● **RECORDS TO PROCESS**
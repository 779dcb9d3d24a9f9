use crate::symbolic::errors::ParseError;
use crate::symbolic::symbolic_engine::Expr;
use crate::symbolic::utils::{
    brackets_balanced, find_char_positions_outside_brackets, find_pair_to_this_bracket,
    find_rightmost_binary_operator, find_rightmost_implicit_product, is_identifier,
};
/// a module turns a String expression in calculator notation into a symbolic expression
///# Example
/// ```
/// use latex_calc::symbolic::symbolic_engine::Expr;
/// let parsed_expression = Expr::parse_expression("x^2 - 5*x + 6").unwrap();
/// assert_eq!(parsed_expression.eval_at("x", 2.0).unwrap(), 0.0);
/// ```
//                  search recursion diagram
//                "y^2+exp(x)-log(x)/y"             |
//                |       left          | right     |
//                |_________________________________|
//                |   rightmost binary + or -       |
//                |_________________________________|
//                |  y^2+exp(x)         |log(x)/y   |
//                |       |             |     |     |
//                |_____ \|/            |    \|/    |
//                |   split at +        | split at /|
//                |_____________________|___________|
//                |  y^2   |  exp(x)    |log(x)| y  |
//                |  \|/   |   \|/      |  \|/ |    |
//                | at ^   | function   | func |var |
//                  etc...
//
// Precedence is encoded by the order of the splits: the operator found LAST in the
// string at the loosest level becomes the root, which gives left associativity for
// + - * /. Adjacent operands such as 2(x), (a)(b), (a)sin(x) or pi r multiply at the
// level of * and /. The power operator is split at its FIRST occurrence, which makes it right
// associative, and a leading sign binds looser than ^ so -x^2 = -(x^2).
pub fn parse_expression_func(input: &str) -> Result<Expr, ParseError> {
    let input = input.trim();
    if input.is_empty() {
        return Err(ParseError::EmptyExpression);
    }
    if !brackets_balanced(input) {
        return Err(ParseError::UnbalancedBrackets(input.to_string()));
    }

    // expression that is ALL in brackets
    if input.starts_with('(') && find_pair_to_this_bracket(input, 0) == Some(input.len() - 1) {
        return parse_expression_func(&input[1..input.len() - 1]);
    }

    // addition and subtraction
    if let Some((pos, op)) = find_rightmost_binary_operator(input, &['+', '-']) {
        let left = parse_expression_func(&input[..pos])?;
        let right = parse_expression_func(&input[pos + 1..])?;
        return Ok(match op {
            '+' => Expr::Add(Box::new(left), Box::new(right)),
            _ => Expr::Sub(Box::new(left), Box::new(right)),
        });
    }

    // multiplication and division, explicit or implied by adjacent operands
    let explicit = find_rightmost_binary_operator(input, &['*', '/']);
    let implicit = find_rightmost_implicit_product(input);
    match (explicit, implicit) {
        (Some((pos, op)), implicit) if implicit.is_none_or(|start| pos > start) => {
            let left = parse_expression_func(&input[..pos])?;
            let right = parse_expression_func(&input[pos + 1..])?;
            return Ok(match op {
                '*' => Expr::Mul(Box::new(left), Box::new(right)),
                _ => Expr::Div(Box::new(left), Box::new(right)),
            });
        }
        (_, Some(start)) => {
            let left = parse_expression_func(&input[..start])?;
            let right = parse_expression_func(&input[start..])?;
            return Ok(Expr::Mul(Box::new(left), Box::new(right)));
        }
        _ => {}
    }

    // leading sign
    if let Some(rest) = input.strip_prefix('-') {
        let inner = parse_expression_func(rest)?;
        return Ok(match inner {
            Expr::Const(value) => Expr::Const(-value),
            other => -other,
        });
    }
    if let Some(rest) = input.strip_prefix('+') {
        return parse_expression_func(rest);
    }

    // power
    if let Some(pos) = find_char_positions_outside_brackets(input, '^') {
        let base = parse_expression_func(&input[..pos])?;
        let exponent = parse_expression_func(&input[pos + 1..])?;
        return Ok(Expr::Pow(Box::new(base), Box::new(exponent)));
    }

    // function call name(arg)
    if input.ends_with(')') {
        if let Some(open) = input.find('(') {
            let name = input[..open].trim();
            if is_identifier(name) && find_pair_to_this_bracket(input, open) == Some(input.len() - 1)
            {
                let arg = parse_expression_func(&input[open + 1..input.len() - 1])?;
                return function_from_name(name, arg);
            }
        }
    }

    // constants and variables
    if input.chars().all(|c| c.is_ascii_digit() || c == '.') {
        return input
            .parse::<f64>()
            .map(Expr::Const)
            .map_err(|_| ParseError::InvalidNumber(input.to_string()));
    }
    if is_identifier(input) {
        return Ok(Expr::Var(input.to_string()));
    }

    Err(ParseError::InvalidFormat(input.to_string()))
}

fn function_from_name(name: &str, arg: Expr) -> Result<Expr, ParseError> {
    let arg = Box::new(arg);
    let expr = match name {
        "exp" => Expr::Exp(arg),
        "ln" | "log" => Expr::Ln(arg),
        "log10" => Expr::Log10(arg),
        "sqrt" => Expr::Sqrt(arg),
        "abs" => Expr::Abs(arg),
        "sin" => Expr::sin(arg),
        "cos" => Expr::cos(arg),
        "tan" | "tg" => Expr::tg(arg),
        "cot" | "ctg" => Expr::ctg(arg),
        "asin" | "arcsin" => Expr::arcsin(arg),
        "acos" | "arccos" => Expr::arccos(arg),
        "atan" | "arctan" | "arctg" => Expr::arctg(arg),
        "acot" | "arccot" | "arcctg" => Expr::arcctg(arg),
        _ => return Err(ParseError::UndefinedFunction(name.to_string())),
    };
    Ok(expr)
}

impl Expr {
    /// Parses calculator notation (infix, explicit or implied `*`, function-call syntax).
    pub fn parse_expression(input: &str) -> Result<Expr, ParseError> {
        parse_expression_func(input)
    }
}

#[cfg(test)]
mod tests {
    use super::*;

    fn x() -> Box<Expr> {
        Box::new(Expr::Var("x".to_string()))
    }

    #[test]
    fn test_parse_exponential() {
        let expr = parse_expression_func("exp(x)").unwrap();
        assert_eq!(expr, Expr::Exp(x()));
    }

    #[test]
    fn test_parse_constant() {
        let expr = parse_expression_func("42").unwrap();
        assert_eq!(expr, Expr::Const(42.0));
        assert_eq!(parse_expression_func("-2.5").unwrap(), Expr::Const(-2.5));
    }

    #[test]
    fn test_parse_variable() {
        let expr = parse_expression_func("x").unwrap();
        assert_eq!(expr, Expr::Var("x".to_string()));
    }

    #[test]
    fn test_parse_addition() {
        let expr = parse_expression_func("x + 2").unwrap();
        assert_eq!(expr, Expr::Add(x(), Box::new(Expr::Const(2.0))));
    }

    #[test]
    fn test_parse_division_is_left_associative() {
        let expr = parse_expression_func("x/2/4").unwrap();
        let expected = Expr::Div(
            Box::new(Expr::Div(x(), Box::new(Expr::Const(2.0)))),
            Box::new(Expr::Const(4.0)),
        );
        assert_eq!(expr, expected);
    }

    #[test]
    fn test_parse_subtraction_is_left_associative() {
        let result = parse_expression_func("x^2 - x - 1").unwrap();
        let to_check = Expr::Pow(x(), Box::new(Expr::Const(2.0))) - *x() - Expr::Const(1.0);
        assert_eq!(result, to_check);
    }

    #[test]
    fn test_parse_power_is_right_associative() {
        let expr = parse_expression_func("2^3^2").unwrap();
        let expected = Expr::Pow(
            Box::new(Expr::Const(2.0)),
            Box::new(Expr::Pow(
                Box::new(Expr::Const(3.0)),
                Box::new(Expr::Const(2.0)),
            )),
        );
        assert_eq!(expr, expected);
    }

    #[test]
    fn test_parse_negation_binds_looser_than_power() {
        let expr = parse_expression_func("-x^2").unwrap();
        assert_eq!(expr, -Expr::Pow(x(), Box::new(Expr::Const(2.0))));
    }

    #[test]
    fn test_parse_negative_exponent() {
        let expr = parse_expression_func("x^-2").unwrap();
        assert_eq!(expr, Expr::Pow(x(), Box::new(Expr::Const(-2.0))));
    }

    #[test]
    fn test_parse_expression_with_brackets() {
        let expr = parse_expression_func("(x + y) * z").unwrap();
        assert_eq!(
            expr,
            Expr::Mul(
                Box::new(Expr::Add(x(), Box::new(Expr::Var("y".to_string())))),
                Box::new(Expr::Var("z".to_string()))
            )
        );
    }

    #[test]
    fn test_parse_implicit_multiplication() {
        assert_eq!(parse_expression_func("2(3+1)").unwrap(), parse_expression_func("2*(3+1)").unwrap());
        assert_eq!(
            parse_expression_func("(x+1)sin(x)").unwrap(),
            parse_expression_func("(x+1)*sin(x)").unwrap()
        );
        assert_eq!(
            parse_expression_func("(1)/(2)sin(0)").unwrap(),
            parse_expression_func("(1)/(2)*sin(0)").unwrap()
        );
        assert_eq!(
            parse_expression_func("pi r^2").unwrap(),
            parse_expression_func("pi*r^2").unwrap()
        );
        assert_eq!(
            parse_expression_func("-2(x)(y)").unwrap(),
            parse_expression_func("-2*x*y").unwrap()
        );
        assert_eq!(parse_expression_func("log10 (x)").unwrap(), Expr::Log10(x()));
    }

    #[test]
    fn test_parse_functions_and_aliases() {
        assert_eq!(parse_expression_func("sqrt(16)").unwrap(), Expr::Sqrt(Box::new(Expr::Const(16.0))));
        assert_eq!(parse_expression_func("tan(x)").unwrap(), Expr::tg(x()));
        assert_eq!(parse_expression_func("tg(x)").unwrap(), Expr::tg(x()));
        assert_eq!(parse_expression_func("log(x)").unwrap(), Expr::Ln(x()));
        assert_eq!(parse_expression_func("abs(x)").unwrap(), Expr::Abs(x()));
        assert_eq!(
            parse_expression_func("sin(cos(x))").unwrap(),
            Expr::sin(Box::new(Expr::cos(x())))
        );
    }

    #[test]
    fn test_parse_errors() {
        assert_eq!(parse_expression_func(""), Err(ParseError::EmptyExpression));
        assert!(matches!(
            parse_expression_func("(x + y"),
            Err(ParseError::UnbalancedBrackets(_))
        ));
        assert_eq!(
            parse_expression_func("integrate(x)"),
            Err(ParseError::UndefinedFunction("integrate".to_string()))
        );
        assert!(parse_expression_func("x +").is_err());
        assert!(parse_expression_func("1.2.3").is_err());
        assert!(parse_expression_func("x = 2").is_err());
    }
}
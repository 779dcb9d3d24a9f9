// Copyright (c)  by the latex_calc authors
//MIT License
#![allow(non_camel_case_types)]
#![allow(non_snake_case)]
pub mod calculator;
pub mod symbolic;
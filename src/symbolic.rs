#![allow(non_camel_case_types)]
#![allow(non_snake_case)]
/// failures of parsing and evaluation
pub mod errors;
/// a module turns a String expression in calculator notation into a symbolic expression
///
///# Example
/// ```
/// use latex_calc::symbolic::symbolic_engine::Expr;
/// let input = "x^2 + 2*x*y + y^2";
/// let parsed_expression = Expr::parse_expression(input).unwrap();
/// println!(" parsed_expression {}", parsed_expression);
/// assert!(parsed_expression.contains_variable("y"));
///  ```
/// ________________________________________________________________________________________________________________________________
pub mod parse_expr;
///____________________________________________________________________________________________________________________________
/// # Symbolic engine
/// a module
/// 1) turns a String expression into a symbolic expression
/// 2) differentiates, simplifies, expands and evaluates it
/// 3) renders the result as LaTeX
///# Example#
/// ```
/// use latex_calc::symbolic::symbolic_engine::Expr;
/// let f = Expr::parse_expression("sin(x)*x").unwrap();
/// // differentiate with respect to x and simplify
/// let df_dx = f.diff("x").simplify();
/// println!("df_dx = {}", df_dx.to_latex());
/// // evaluate the derivative at x = 0
/// let value = df_dx.eval_at("x", 0.0).unwrap();
/// assert_eq!(value, 0.0);
/// ```
/// Example2#
/// ```
/// use latex_calc::symbolic::symbolic_engine::Expr;
/// let f = Expr::parse_expression("(x-2)*(x-3)").unwrap();
/// assert_eq!(f.expand().to_latex(), "x^{2}-5\\cdot x+6");
/// let g = Expr::parse_expression("x + 1/x").unwrap();
/// assert_eq!(g.rationalize().to_latex(), "\\frac{x^{2}+1}{x}");
/// ```
/// ________________________________________________________________________________________________________________________________________________
pub mod symbolic_engine;
pub mod symbolic_engine_derivatives;
pub mod symbolic_expand;
pub mod symbolic_latex;
pub mod symbolic_simplify;
/// the seam between the calculator and the algebra engine
pub mod symbolic_traits;
///______________________________________________________________________________________________________________________________________________
/// the collection of utility functions mainly for bracket parsing and proceeding
/// _____________________________________________________________________________________________________________________________________________
pub mod utils;
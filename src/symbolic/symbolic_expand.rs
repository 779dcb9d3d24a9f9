//! # Expansion and Rationalization
//!
//! - `expand()` multiplies out products of sums and integer powers of sums, then collects
//!   like terms: `(x+1)^2` → `x^2 + 2x + 1`
//! - `rationalize()` brings the expression to a single fraction with expanded numerator
//!   and denominator: `x + 1/x` → `(x^2 + 1)/x`
//!
//! Powers of sums are multiplied out only up to [`MAX_EXPANDED_POWER`], higher powers are
//! kept as they are.

use crate::symbolic::symbolic_engine::Expr;

/// highest integer exponent of a sum that `expand` multiplies out
pub const MAX_EXPANDED_POWER: f64 = 16.0;

impl Expr {
    /// Distributes products over sums and collects like terms.
    pub fn expand(&self) -> Expr {
        expanded_terms(self)
            .into_iter()
            .reduce(|a, b| Expr::Add(Box::new(a), Box::new(b)))
            .unwrap_or(Expr::Const(0.0))
            .simplify()
    }

    /// Rewrites the expression as `numerator / denominator` with both parts expanded.
    /// A denominator of 1 is dropped.
    pub fn rationalize(&self) -> Expr {
        let (num, den) = to_fraction(&self.simplify());
        let num = num.expand();
        let den = den.expand();
        match den {
            Expr::Const(c) if c == 1.0 => num,
            Expr::Const(c) if c != 0.0 => Expr::Div(Box::new(num), Box::new(Expr::Const(c))).expand(),
            _ => Expr::Div(Box::new(num), Box::new(den)),
        }
    }
}

/// The expression as a list of terms whose sum it equals, with no product of sums left.
fn expanded_terms(expr: &Expr) -> Vec<Expr> {
    match expr {
        Expr::Add(lhs, rhs) => {
            let mut terms = expanded_terms(lhs);
            terms.extend(expanded_terms(rhs));
            terms
        }
        Expr::Sub(lhs, rhs) => {
            let mut terms = expanded_terms(lhs);
            terms.extend(
                expanded_terms(rhs)
                    .into_iter()
                    .map(|t| Expr::Mul(Box::new(Expr::Const(-1.0)), Box::new(t))),
            );
            terms
        }
        Expr::Mul(lhs, rhs) => cross_product(&expanded_terms(lhs), &expanded_terms(rhs)),
        Expr::Div(lhs, rhs) => {
            let den = rhs.expand();
            expanded_terms(lhs)
                .into_iter()
                .map(|t| Expr::Div(Box::new(t), Box::new(den.clone())))
                .collect()
        }
        Expr::Pow(base, exp) => match exp.as_ref() {
            Expr::Const(n) if n.fract() == 0.0 && *n >= 0.0 && *n <= MAX_EXPANDED_POWER => {
                let base_terms = expanded_terms(base);
                if base_terms.len() < 2 {
                    return vec![Expr::Pow(Box::new(base.expand()), exp.clone())];
                }
                let mut acc = vec![Expr::Const(1.0)];
                for _ in 0..(*n as usize) {
                    // collect after every step so the term count stays small
                    acc = expanded_terms(&sum_of(cross_product(&acc, &base_terms)).simplify());
                }
                acc
            }
            _ => vec![Expr::Pow(Box::new(base.expand()), Box::new(exp.expand()))],
        },
        _ => match expr.unary_arg() {
            Some((_, arg)) => vec![expr.map_unary(arg.expand())],
            None => vec![expr.clone()],
        },
    }
}

fn cross_product(left: &[Expr], right: &[Expr]) -> Vec<Expr> {
    let mut terms = Vec::with_capacity(left.len() * right.len());
    for a in left {
        for b in right {
            terms.push(Expr::Mul(Box::new(a.clone()), Box::new(b.clone())));
        }
    }
    terms
}

fn sum_of(terms: Vec<Expr>) -> Expr {
    terms
        .into_iter()
        .reduce(|a, b| Expr::Add(Box::new(a), Box::new(b)))
        .unwrap_or(Expr::Const(0.0))
}

fn mul(a: Expr, b: Expr) -> Expr {
    if a.is_one() {
        b
    } else if b.is_one() {
        a
    } else {
        Expr::Mul(Box::new(a), Box::new(b))
    }
}

/// Splits an expression into (numerator, denominator).
fn to_fraction(expr: &Expr) -> (Expr, Expr) {
    match expr {
        Expr::Add(lhs, rhs) | Expr::Sub(lhs, rhs) => {
            let (n1, d1) = to_fraction(lhs);
            let (n2, d2) = to_fraction(rhs);
            let combine = |a: Expr, b: Expr| match expr {
                Expr::Add(_, _) => Expr::Add(Box::new(a), Box::new(b)),
                _ => Expr::Sub(Box::new(a), Box::new(b)),
            };
            if d1 == d2 {
                (combine(n1, n2), d1)
            } else {
                (
                    combine(mul(n1, d2.clone()), mul(n2, d1.clone())),
                    mul(d1, d2),
                )
            }
        }
        Expr::Mul(lhs, rhs) => {
            let (n1, d1) = to_fraction(lhs);
            let (n2, d2) = to_fraction(rhs);
            (mul(n1, n2), mul(d1, d2))
        }
        Expr::Div(lhs, rhs) => {
            let (n1, d1) = to_fraction(lhs);
            let (n2, d2) = to_fraction(rhs);
            (mul(n1, d2), mul(d1, n2))
        }
        Expr::Pow(base, exp) => match exp.as_ref() {
            Expr::Const(k) if k.fract() == 0.0 => {
                let (nb, db) = to_fraction(base);
                let power = |e: Expr, k: f64| {
                    if k == 1.0 || e.is_one() {
                        e
                    } else {
                        Expr::Pow(Box::new(e), Box::new(Expr::Const(k)))
                    }
                };
                if *k >= 0.0 {
                    (power(nb, *k), power(db, *k))
                } else {
                    (power(db, -k), power(nb, -k))
                }
            }
            _ => (expr.clone(), Expr::Const(1.0)),
        },
        _ => (expr.clone(), Expr::Const(1.0)),
    }
}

● **EXERCISE**
Every line above that holds the word "UndefinedFunction" should be copied out.

● **PROBLEM SOLUTION**
        _ => return Err(ParseError::UndefinedFunction(name.to_string())),
            Err(ParseError::UndefinedFunction("integrate".to_string()))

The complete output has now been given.